ABOUT THIS TASK:
Each line of the data must be reproduced as it appears.
═════ RECORDED INFORMATION
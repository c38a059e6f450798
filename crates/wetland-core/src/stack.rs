//! Tile stacks: every configured raster source for one tile, resolved by
//! glob, split into named bands and concatenated along the channel axis.
use std::collections::HashSet;
use std::path::{Path, PathBuf};

use log::{info, warn};
use ndarray::{concatenate, Array3, ArrayView2, Axis};

use crate::config::RasterSource;
use crate::error::{PipelineError, Result};
use crate::raster::{read_geotiff, GeoTransform};

/// Aligned multi-band raster for one tile. `data` is `(channels, rows, cols)`
/// and `band_names[c]` names channel `c`.
#[derive(Debug, Clone)]
pub struct TileStack {
    pub data: Array3<f32>,
    pub band_names: Vec<String>,
    pub transform: GeoTransform,
}

impl TileStack {
    pub fn new(data: Array3<f32>, band_names: Vec<String>, transform: GeoTransform) -> Result<Self> {
        if data.shape()[0] != band_names.len() {
            return Err(PipelineError::ShapeMismatch(format!(
                "{} channels but {} band names",
                data.shape()[0],
                band_names.len()
            )));
        }
        Ok(Self {
            data,
            band_names,
            transform,
        })
    }

    pub fn channels(&self) -> usize {
        self.data.shape()[0]
    }

    pub fn rows(&self) -> usize {
        self.data.shape()[1]
    }

    pub fn cols(&self) -> usize {
        self.data.shape()[2]
    }

    pub fn band(&self, name: &str) -> Option<ArrayView2<'_, f32>> {
        let idx = self.band_names.iter().position(|n| n == name)?;
        Some(self.data.index_axis(Axis(0), idx))
    }
}

/// First match of `pattern` under `root`, in lexicographic order.
pub fn resolve_pattern(root: &Path, pattern: &str) -> Result<Option<PathBuf>> {
    let full = root.join(pattern);
    let mut matches = glob::glob(&full.to_string_lossy())?.collect::<std::result::Result<Vec<_>, _>>()?;
    matches.sort();
    if matches.len() > 1 {
        warn!(
            "{} files match {}; using {}",
            matches.len(),
            full.display(),
            matches[0].display()
        );
    }
    Ok(matches.into_iter().next())
}

/// Band names for one source: explicit list, else the raster's own
/// descriptions when every band has one, else `{source}_{n}`.
fn band_names_for(source: &RasterSource, descriptions: &[Option<String>]) -> Vec<String> {
    if let Some(names) = &source.bands {
        return names.clone();
    }
    if !descriptions.is_empty() && descriptions.iter().all(Option::is_some) {
        return descriptions.iter().flatten().cloned().collect();
    }
    (1..=descriptions.len())
        .map(|j| format!("{}_{}", source.name, j))
        .collect()
}

/// Load and stack every source for `tile_id`. The transform of the first
/// source becomes the stack transform; all sources must share its grid.
pub fn load_tile_stack(root: &Path, tile_id: &str, sources: &[RasterSource]) -> Result<TileStack> {
    let mut planes: Vec<Array3<f32>> = Vec::with_capacity(sources.len());
    let mut band_names: Vec<String> = Vec::new();
    let mut seen: HashSet<String> = HashSet::new();
    let mut transform: Option<GeoTransform> = None;
    let mut grid: Option<(usize, usize)> = None;

    for source in sources {
        let pattern = source.pattern_for(tile_id);
        let path = resolve_pattern(root, &pattern)?.ok_or_else(|| PipelineError::MissingSource {
            source_name: source.name.clone(),
            pattern: root.join(&pattern).display().to_string(),
        })?;
        info!("  loading {}: {}", source.name, path.display());

        let raster = read_geotiff(&path)?;

        match grid {
            None => grid = Some((raster.rows(), raster.cols())),
            Some((rows, cols)) if (rows, cols) != (raster.rows(), raster.cols()) => {
                return Err(PipelineError::GridMismatch {
                    path,
                    rows,
                    cols,
                    found_rows: raster.rows(),
                    found_cols: raster.cols(),
                });
            }
            Some(_) => {}
        }
        if transform.is_none() {
            transform = raster.transform;
            if transform.is_none() {
                return Err(PipelineError::MissingTransform(path));
            }
        }

        let names = band_names_for(source, &raster.descriptions);
        if names.len() != raster.band_count() {
            return Err(PipelineError::BandCountMismatch {
                source_name: source.name.clone(),
                names: names.len(),
                bands: raster.band_count(),
            });
        }
        for name in &names {
            if !seen.insert(name.clone()) {
                return Err(PipelineError::DuplicateBand(name.clone()));
            }
        }

        band_names.extend(names);
        planes.push(raster.data);
    }

    let transform = transform.ok_or_else(|| {
        PipelineError::InvalidConfig("no raster sources to stack".to_string())
    })?;
    let views: Vec<_> = planes.iter().map(|p| p.view()).collect();
    let data = concatenate(Axis(0), &views)?;

    info!(
        "tile {}: stack {:?}, {} band(s): {:?}",
        tile_id,
        data.shape(),
        band_names.len(),
        band_names
    );
    TileStack::new(data, band_names, transform)
}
══════════
RESULT BELOW:
repository c38a059e6f450798
filename crates/wetland-core/src/stack.rs
//! Tile stacks: every configured raster source for one tile, resolved by
//! glob, split into named bands and concatenated along the channel axis.
use std::collections::HashSet;
use std::path::{Path, PathBuf};

use log::{info, warn};
use ndarray::{concatenate, Array3, ArrayView2, Axis};

use crate::config::RasterSource;
use crate::error::{PipelineError, Result};
use crate::raster::{read_geotiff, GeoTransform};

/// Aligned multi-band raster for one tile. `data` is `(channels, rows, cols)`
/// and `band_names[c]` names channel `c`.
#[derive(Debug, Clone)]
pub struct TileStack {
    pub data: Array3<f32>,
    pub band_names: Vec<String>,
    pub transform: GeoTransform,
}

impl TileStack {
    pub fn new(data: Array3<f32>, band_names: Vec<String>, transform: GeoTransform) -> Result<Self> {
        if data.shape()[0] != band_names.len() {
            return Err(PipelineError::ShapeMismatch(format!(
                "{} channels but {} band names",
                data.shape()[0],
                band_names.len()
            )));
        }
        Ok(Self {
            data,
            band_names,
            transform,
        })
    }

    pub fn channels(&self) -> usize {
        self.data.shape()[0]
    }

    pub fn rows(&self) -> usize {
        self.data.shape()[1]
    }

    pub fn cols(&self) -> usize {
        self.data.shape()[2]
    }

    pub fn band(&self, name: &str) -> Option<ArrayView2<'_, f32>> {
        let idx = self.band_names.iter().position(|n| n == name)?;
        Some(self.data.index_axis(Axis(0), idx))
    }
}

/// First match of `pattern` under `root`, in lexicographic order.
pub fn resolve_pattern(root: &Path, pattern: &str) -> Result<Option<PathBuf>> {
    let full = root.join(pattern);
    let mut matches = glob::glob(&full.to_string_lossy())?.collect::<std::result::Result<Vec<_>, _>>()?;
    matches.sort();
    if matches.len() > 1 {
        warn!(
            "{} files match {}; using {}",
            matches.len(),
            full.display(),
            matches[0].display()
        );
    }
    Ok(matches.into_iter().next())
}

/// Band names for one source: explicit list, else the raster's own
/// descriptions when every band has one, else `{source}_{n}`.
fn band_names_for(source: &RasterSource, descriptions: &[Option<String>]) -> Vec<String> {
    if let Some(names) = &source.bands {
        return names.clone();
    }
    if !descriptions.is_empty() && descriptions.iter().all(Option::is_some) {
        return descriptions.iter().flatten().cloned().collect();
    }
    (1..=descriptions.len())
        .map(|j| format!("{}_{}", source.name, j))
        .collect()
}

/// Load and stack every source for `tile_id`. The transform of the first
/// source becomes the stack transform; all sources must share its grid.
pub fn load_tile_stack(root: &Path, tile_id: &str, sources: &[RasterSource]) -> Result<TileStack> {
    let mut planes: Vec<Array3<f32>> = Vec::with_capacity(sources.len());
    let mut band_names: Vec<String> = Vec::new();
    let mut seen: HashSet<String> = HashSet::new();
    let mut transform: Option<GeoTransform> = None;
    let mut grid: Option<(usize, usize)> = None;

    for source in sources {
        let pattern = source.pattern_for(tile_id);
        let path = resolve_pattern(root, &pattern)?.ok_or_else(|| PipelineError::MissingSource {
            source_name: source.name.clone(),
            pattern: root.join(&pattern).display().to_string(),
        })?;
        info!("  loading {}: {}", source.name, path.display());

        let raster = read_geotiff(&path)?;

        match grid {
            None => grid = Some((raster.rows(), raster.cols())),
            Some((rows, cols)) if (rows, cols) != (raster.rows(), raster.cols()) => {
                return Err(PipelineError::GridMismatch {
                    path,
                    rows,
                    cols,
                    found_rows: raster.rows(),
                    found_cols: raster.cols(),
                });
            }
            Some(_) => {}
        }
        if transform.is_none() {
            transform = raster.transform;
            if transform.is_none() {
                return Err(PipelineError::MissingTransform(path));
            }
        }

        let names = band_names_for(source, &raster.descriptions);
        if names.len() != raster.band_count() {
            return Err(PipelineError::BandCountMismatch {
                source_name: source.name.clone(),
                names: names.len(),
                bands: raster.band_count(),
            });
        }
        for name in &names {
            if !seen.insert(name.clone()) {
                return Err(PipelineError::DuplicateBand(name.clone()));
            }
        }

        band_names.extend(names);
        planes.push(raster.data);
    }

    let transform = transform.ok_or_else(|| {
        PipelineError::InvalidConfig("no raster sources to stack".to_string())
    })?;
    let views: Vec<_> = planes.iter().map(|p| p.view()).collect();
    let data = concatenate(Axis(0), &views)?;

    info!(
        "tile {}: stack {:?}, {} band(s): {:?}",
        tile_id,
        data.shape(),
        band_names.len(),
        band_names
    );
    TileStack::new(data, band_names, transform)
}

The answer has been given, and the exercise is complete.